HMP’s service stack directly addresses these needs through a system that records and tracks activities.
Market risks and counterpoints
Risk: Price sensitivity and churn
A risk for property services is client churn if clients believe they can obtain similar services at lower cost. HMP counters by:
- delivering consistent monthly reports
- maintaining vendor quality control and closure verification
- using free first assessment visits to demonstrate process competence
Risk: Vendor availability affects maintenance timing
If vendors are unreliable, service reputation suffers. HMP counters by building a vendor network and coordinating scheduling actively through the Maintenance Coordinator role. Vendor vetting also reduces rework.
Risk: Rent collection and payment volatility
Rent collection depends on tenant economic conditions. HMP manages this by:
- documenting follow-ups
- coordinating landlord steps systematically
- providing monthly rent status visibility
Competitive advantage summary
The competitive advantage is operational: a system that landlords and tenant committees can observe. Consistency reduces the perceived risk of outsourcing management.
Marketing & Sales Plan
HMP’s marketing approach is built around a trust economy. Property management customers rarely switch solely on price; they switch when they believe the provider will execute reliably and communicate clearly. Therefore, the marketing and sales plan focuses on credibility-building and relationship-driven acquisition rather than purely broad advertising.
Positioning statement
Harare Managed Properties (Pty) Ltd positions itself as process-driven end-to-end property management for Harare landlords and tenant communities. The service is distinguished by:
- monthly inspections
- documented maintenance triage and approval workflows
- transparent monthly reporting
This positioning is reinforced in sales conversations and the onboarding process.

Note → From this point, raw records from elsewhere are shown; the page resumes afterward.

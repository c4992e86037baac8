pub mod analysis;
pub mod auth;
pub mod contact;
pub mod fleet;
pub mod session;
pub mod validate;

pub use analysis::{AnalysisResult, AnalyzeResponse, EnvironmentalImpact, MaterialShare};
pub use auth::{AuthResponse, AuthUser, ErrorResponse, LoginRequest, RegisterRequest};
pub use contact::{ContactRequest, ContactResponse};
pub use fleet::{GeoPoint, VehicleKind, VehicleStatus, WasteVehicle};
pub use session::{Phase, UploadSession};
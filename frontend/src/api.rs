use gloo_net::http::Request;
use serde::de::DeserializeOwned;
use serde::Serialize;
use shared::{
    AuthResponse, ContactRequest, ContactResponse, ErrorResponse, LoginRequest, RegisterRequest,
};

async fn post_json<B, T>(url: &str, body: &B) -> Result<T, String>
where
    B: Serialize,
    T: DeserializeOwned,
{
    let response = Request::post(url)
        .json(body)
        .map_err(|e| format!("Failed to build request: {}", e))?
        .send()
        .await
        .map_err(|e| format!("Network error: {}", e))?;

    if response.ok() {
        response
            .json::<T>()
            .await
            .map_err(|e| format!("Failed to parse response: {}", e))
    } else {
        let status = response.status();
        let message = response
            .json::<ErrorResponse>()
            .await
            .map(|body| body.error)
            .unwrap_or_else(|_| "unexpected server error".to_string());
        Err(format!("Server error: {} - {}", status, message))
    }
}

pub async fn login(req: &LoginRequest) -> Result<AuthResponse, String> {
    post_json("/api/auth/login", req).await
}

pub async fn register(req: &RegisterRequest) -> Result<AuthResponse, String> {
    post_json("/api/auth/register", req).await
}

pub async fn send_contact(req: &ContactRequest) -> Result<ContactResponse, String> {
    post_json("/api/contact", req).await
}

Target customer segments for sales
The sales pipeline prioritizes two segments:
- Landlords with 1 to 6 units in Harare
- Emphasis on absentee or semi-remote owners who need operational support
- Tenant committees
- Where there is a strong need for maintenance reliability and structured reporting
Sales motion and customer acquisition channels
1. Referrals (primary growth engine)
- Referrals from existing landlords and tenant committees drive early customer trust.
- Referral onboarding uses a defined process: free first assessment visit → proposal of base package → optional coordination fee application as maintenance activity increases.
This channel is expected to produce higher-quality leads because referrers vouch for service reliability.
2. Digital outreach through WhatsApp and Facebook groups
- Use Facebook groups and WhatsApp community outreach focused on landlord networks.
- Content includes inspection checklists, maintenance coordination tips, and simplified explanations of the monthly reporting format.
The objective is not high-volume ads but repeated exposure to build recognition and convert trust into meetings.
3. Website with clear packages and request forms
A simple website supports lead capture and credibility:
- service package details
- explanation of monthly inspection approach
- request form for inspection assessment
4. Partnerships with reputable maintenance contractors
- Vendor partnerships improve service reliability.
- They also create credibility with landlords: the provider has known contractors and can coordinate faster.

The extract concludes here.